Women Lead Kalinganagar AgitationPublished by MAC on 2006-05-02
Women lead Kalinganagar agitation
Sampad Mahapatra, (Kalinganagar)
2nd May 2006
A group of women has taken over the reins of the agitation against industrialisation in Orissa's Kalinganagar, where 13 tribal protestors were killed in police firing on January 2.
The incident had sparked off public outcry with leaders and activists staging protests, and the site being named Veer Bhoomi.
While the outrage and political attention has since dwindled, the local adivasis are determined to carry on their fight.
"The men may choose to go on the backfoot but women from the 16 villages have resolved to continue our fight for survival and human dignity," said Bini Soye, President, Women's Action Committee.
"We don't fear death. We have lost 13 lives and are ready to sacrifice another 1300. But we will not allow any industry to come up here. That's a promise," she added.
The adivasis are continuing their blockade on the National Highway No 200 which was initiated after the police firing in January.
They are yet to be invited for a dialogue with the state government that they had been promised.
The protestors were initially willing to talk even if the government agreed to three of their seven demands, but the delay has prompted them to toughen their stand.

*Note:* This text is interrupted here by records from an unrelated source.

// Collaborator interfaces: the clock/scheduler, the synth, the filter, and
// visual feedback.
//
// The engine never synthesizes audio and never owns a global transport.
// Everything it needs from the outside world is injected at `start()` as a
// `Backend` bundle of trait objects:
//
// - `Transport`: now-time, tempo (set and ramp), and scheduling of periodic
//   and one-shot callbacks at musical or wall-clock offsets.
// - `Synth`: note-on / note-off / note-on-off for one of the four `Part`s.
// - `FilterControl`: read and ramp the master filter's cutoff.
// - `Highlighter` (optional): fire-and-forget visual feedback.
//
// Callbacks are plain data. Scheduling a callback hands the transport a `Job`
// value and returns a `Handle`; when the job comes due the transport yields a
// `Fired` record, and the host passes it to `Engine::dispatch`. The engine
// stays the single owner of its state (no shared mutable closures), and a
// cancelled handle can be recognised and ignored even if the host already
// dequeued it.
//
// Handle numbers are only unique within one transport, so every callback is
// also tagged with the `Session` that scheduled it. The engine opens a new
// session on each `start()` and ignores anything fired for an older one,
// including callbacks dequeued from a transport it has since let go of.
//
// All calls are fire-and-forget from the engine's perspective. A call that
// returns `BackendError` costs one note or one pattern firing, never the
// schedule.
//
// See also: `offline.rs` for a virtual-clock implementation of every trait.

use crate::pitch::Pitch;
use serde::{Deserialize, Serialize};
use std::fmt;
use thiserror::Error;

/// Backend time in seconds.
pub type Seconds = f64;

/// Beats per bar. The engine always reasons in 4/4.
pub const BEATS_PER_BAR: f64 = 4.0;

#[derive(Debug, Error)]
pub enum BackendError {
    #[error("backend has been disposed")]
    Disposed,
    #[error("no scheduled callback with handle {0}")]
    UnknownHandle(Handle),
    #[error("backend rejected call: {0}")]
    Rejected(String),
}

/// The four generative layers, also used to route notes to instruments.
#[derive(Debug, Clone, Copy, PartialEq, Eq, Hash, PartialOrd, Ord, Serialize, Deserialize)]
#[serde(rename_all = "snake_case")]
pub enum Part {
    Melody,
    Drone,
    Rhythm,
    Ambience,
}

impl Part {
    pub const ALL: [Part; 4] = [Part::Melody, Part::Drone, Part::Rhythm, Part::Ambience];

    pub fn index(self) -> usize {
        self as usize
    }
}

/// A duration or offset, either absolute or relative to the current tempo.
#[derive(Debug, Clone, Copy, PartialEq, Serialize, Deserialize)]
pub enum TimeSpec {
    Seconds(f64),
    /// Quarter-note beats.
    Beats(f64),
    /// 4/4 bars.
    Bars(f64),
}

impl TimeSpec {
    pub fn to_seconds(self, bpm: f64) -> Seconds {
        let bpm = if bpm.is_finite() && bpm > 0.0 { bpm } else { 120.0 };
        match self {
            TimeSpec::Seconds(s) => s,
            TimeSpec::Beats(b) => b * 60.0 / bpm,
            TimeSpec::Bars(b) => b * BEATS_PER_BAR * 60.0 / bpm,
        }
    }
}

/// Opaque identifier of a scheduled callback.
#[derive(Debug, Clone, Copy, PartialEq, Eq, Hash, PartialOrd, Ord, Serialize, Deserialize)]
pub struct Handle(pub u64);

impl fmt::Display for Handle {
    fn fmt(&self, f: &mut fmt::Formatter<'_>) -> fmt::Result {
        write!(f, "#{}", self.0)
    }
}

/// One Idle -> Playing -> Idle run of an engine. Transports store it with
/// each callback and hand it back in `Fired`.
#[derive(Debug, Clone, Copy, PartialEq, Eq, Hash, PartialOrd, Ord, Default, Serialize, Deserialize)]
pub struct Session(pub u64);

impl Session {
    pub fn next(self) -> Session {
        Session(self.0.wrapping_add(1))
    }
}

/// Temporary modifications undone by a delayed callback.
#[derive(Debug, Clone, Copy, PartialEq, Eq, Hash, Serialize, Deserialize)]
pub enum RevertKind {
    Transpose,
    Density,
    Dissonance,
}

/// What a scheduled callback should do when it fires.
#[derive(Debug, Clone, Copy, PartialEq, Eq, Serialize, Deserialize)]
pub enum Job {
    /// Periodic tick of one voice.
    Tick(Part),
    /// Slow periodic drift of the rhythm pattern.
    RhythmMutate,
    /// Follow-up step of the drone's delayed "shift" pattern.
    DroneShift { step: u8 },
    /// Parameter Evolution timer.
    Evolve,
    Revert(RevertKind),
}

/// A callback delivered by the transport.
#[derive(Debug, Clone, Copy, PartialEq)]
pub struct Fired {
    pub handle: Handle,
    pub session: Session,
    pub job: Job,
    /// Nominal fire time; may already be in the past when handled.
    pub time: Seconds,
}

pub trait Transport {
    fn now(&self) -> Seconds;

    /// Current tempo, including any in-progress ramp.
    fn bpm(&self) -> f64;

    /// Start the clock. Callbacks are only delivered while running.
    fn start(&mut self) -> Result<(), BackendError>;

    fn stop(&mut self) -> Result<(), BackendError>;

    fn set_tempo(&mut self, bpm: f64) -> Result<(), BackendError>;

    fn ramp_tempo(&mut self, bpm: f64, over: Seconds) -> Result<(), BackendError>;

    /// Schedule `job` to fire now and then every `interval`. Musical
    /// intervals are re-resolved against the tempo at each firing.
    fn schedule_periodic(
        &mut self,
        interval: TimeSpec,
        session: Session,
        job: Job,
    ) -> Result<Handle, BackendError>;

    /// Schedule `job` to fire once, `delay` from now.
    fn schedule_once(
        &mut self,
        delay: TimeSpec,
        session: Session,
        job: Job,
    ) -> Result<Handle, BackendError>;

    /// Cancel a callback. Unknown or already-finished handles are ignored.
    fn cancel(&mut self, handle: Handle);

    /// Deliver the next callback due at or before `up_to`, advancing the
    /// clock to its time. Returns `None` once nothing more is due.
    fn poll_due(&mut self, up_to: Seconds) -> Option<Fired>;
}

pub trait Synth {
    fn note_on(
        &mut self,
        part: Part,
        pitches: &[Pitch],
        time: Seconds,
        velocity: f64,
    ) -> Result<(), BackendError>;

    fn note_off(&mut self, part: Part, pitches: &[Pitch], time: Seconds)
    -> Result<(), BackendError>;

    fn note_on_off(
        &mut self,
        part: Part,
        pitches: &[Pitch],
        duration: TimeSpec,
        time: Seconds,
        velocity: f64,
    ) -> Result<(), BackendError>;
}

pub trait FilterControl {
    /// Current cutoff in Hz.
    fn frequency(&self) -> f64;

    /// Exponentially ramp the cutoff to `hz` over `over` seconds.
    fn ramp_frequency(&mut self, hz: f64, over: Seconds) -> Result<(), BackendError>;
}

pub trait Highlighter {
    /// Best-effort visual feedback for a sounding note, named the way
    /// `pitch_to_name` writes it (`"C#4"`). Never fails.
    fn highlight(&mut self, pitch_name: &str, approx_duration: Seconds);
}

/// Everything the engine borrows from the host while playing.
pub struct Backend {
    pub transport: Box<dyn Transport>,
    pub synth: Box<dyn Synth>,
    pub filter: Box<dyn FilterControl>,
    pub highlighter: Option<Box<dyn Highlighter>>,
}

impl Backend {
    pub fn new(
        transport: impl Transport + 'static,
        synth: impl Synth + 'static,
        filter: impl FilterControl + 'static,
    ) -> Self {
        Backend {
            transport: Box::new(transport),
            synth: Box::new(synth),
            filter: Box::new(filter),
            highlighter: None,
        }
    }

    pub fn with_highlighter(mut self, highlighter: impl Highlighter + 'static) -> Self {
        self.highlighter = Some(Box::new(highlighter));
        self
    }
}

impl fmt::Debug for Backend {
    fn fmt(&self, f: &mut fmt::Formatter<'_>) -> fmt::Result {
        f.debug_struct("Backend")
            .field("now", &self.transport.now())
            .field("bpm", &self.transport.bpm())
            .field("filter_hz", &self.filter.frequency())
            .field("highlighter", &self.highlighter.is_some())
            .finish()
    }
}
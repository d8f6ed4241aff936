//! Shared fixtures for the integration tests.
//!
//! [`SpyTransport`] records every request it receives and answers from a
//! scripted queue, so tests can count calls and inspect what was sent.

#![allow(dead_code)]

use arm_fluent::clients::{HttpResponse, HttpTransport, PreparedRequest, TransportError};
use arm_fluent::{ArmConfig, ServiceClient, StaticTokenCredential, SubscriptionId};
use async_trait::async_trait;
use serde_json::Value;
use std::collections::{HashMap, VecDeque};
use std::sync::{Arc, Mutex};

pub const SUBSCRIPTION: &str = "sub1";

/// A transport that records requests and replays scripted responses.
#[derive(Debug, Default)]
pub struct SpyTransport {
    responses: Mutex<VecDeque<Result<HttpResponse, TransportError>>>,
    requests: Mutex<Vec<PreparedRequest>>,
}

impl SpyTransport {
    pub fn new() -> Arc<Self> {
        Arc::new(Self::default())
    }

    /// Queues a JSON response.
    pub fn respond(&self, status: u16, body: Value) -> &Self {
        self.push(Ok(HttpResponse::new(
            status,
            request_id_headers(),
            body.to_string(),
        )))
    }

    /// Queues a response without a body.
    pub fn respond_empty(&self, status: u16) -> &Self {
        self.push(Ok(HttpResponse::new(status, request_id_headers(), "")))
    }

    /// Queues a failure to obtain any response.
    pub fn fail(&self, message: &str) -> &Self {
        self.push(Err(TransportError::connection(message)))
    }

    fn push(&self, response: Result<HttpResponse, TransportError>) -> &Self {
        self.responses.lock().unwrap().push_back(response);
        self
    }

    /// Returns how many requests reached the transport.
    pub fn calls(&self) -> usize {
        self.requests.lock().unwrap().len()
    }

    /// Returns the recorded requests in dispatch order.
    pub fn requests(&self) -> Vec<PreparedRequest> {
        self.requests.lock().unwrap().clone()
    }

    /// Returns `"METHOD url"` of every recorded request.
    pub fn lines(&self) -> Vec<String> {
        self.requests()
            .iter()
            .map(|request| format!("{} {}", request.method, request.url))
            .collect()
    }
}

#[async_trait]
impl HttpTransport for SpyTransport {
    async fn execute(&self, request: PreparedRequest) -> Result<HttpResponse, TransportError> {
        self.requests.lock().unwrap().push(request);
        self.responses
            .lock()
            .unwrap()
            .pop_front()
            .unwrap_or_else(|| Err(TransportError::connection("no scripted response left")))
    }
}

fn request_id_headers() -> HashMap<String, Vec<String>> {
    let mut headers = HashMap::new();
    headers.insert("x-ms-request-id".to_string(), vec!["req-1".to_string()]);
    headers
}

/// Creates a client for subscription `sub1` dispatching through `spy`.
pub fn client(spy: &Arc<SpyTransport>) -> ServiceClient {
    let config = ArmConfig::builder()
        .subscription_id(SubscriptionId::new(SUBSCRIPTION).unwrap())
        .build()
        .unwrap();
    ServiceClient::with_transport(
        config,
        Arc::new(StaticTokenCredential::new("test-token")),
        spy.clone(),
    )
}

/// The URL prefix of every resource-group-scoped request.
pub fn rg_url(resource_group: &str) -> String {
    format!("https://management.azure.com/subscriptions/{SUBSCRIPTION}/resourceGroups/{resource_group}")
}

"The state government is not serious about finding a solution, which is why the road blockade continues. They underestimate our strength. We now feel we should put up blockades on other roads so the government comes under some pressure," said Ravi Jarika, leader of the People's Anti-Displacement Front.
The agitation has refused to wither away, and has highlighted the contradictions between industrialisation and displacement. Kalinganagar is clearly a test case for everyone, irrespective of which side of the fence they are on.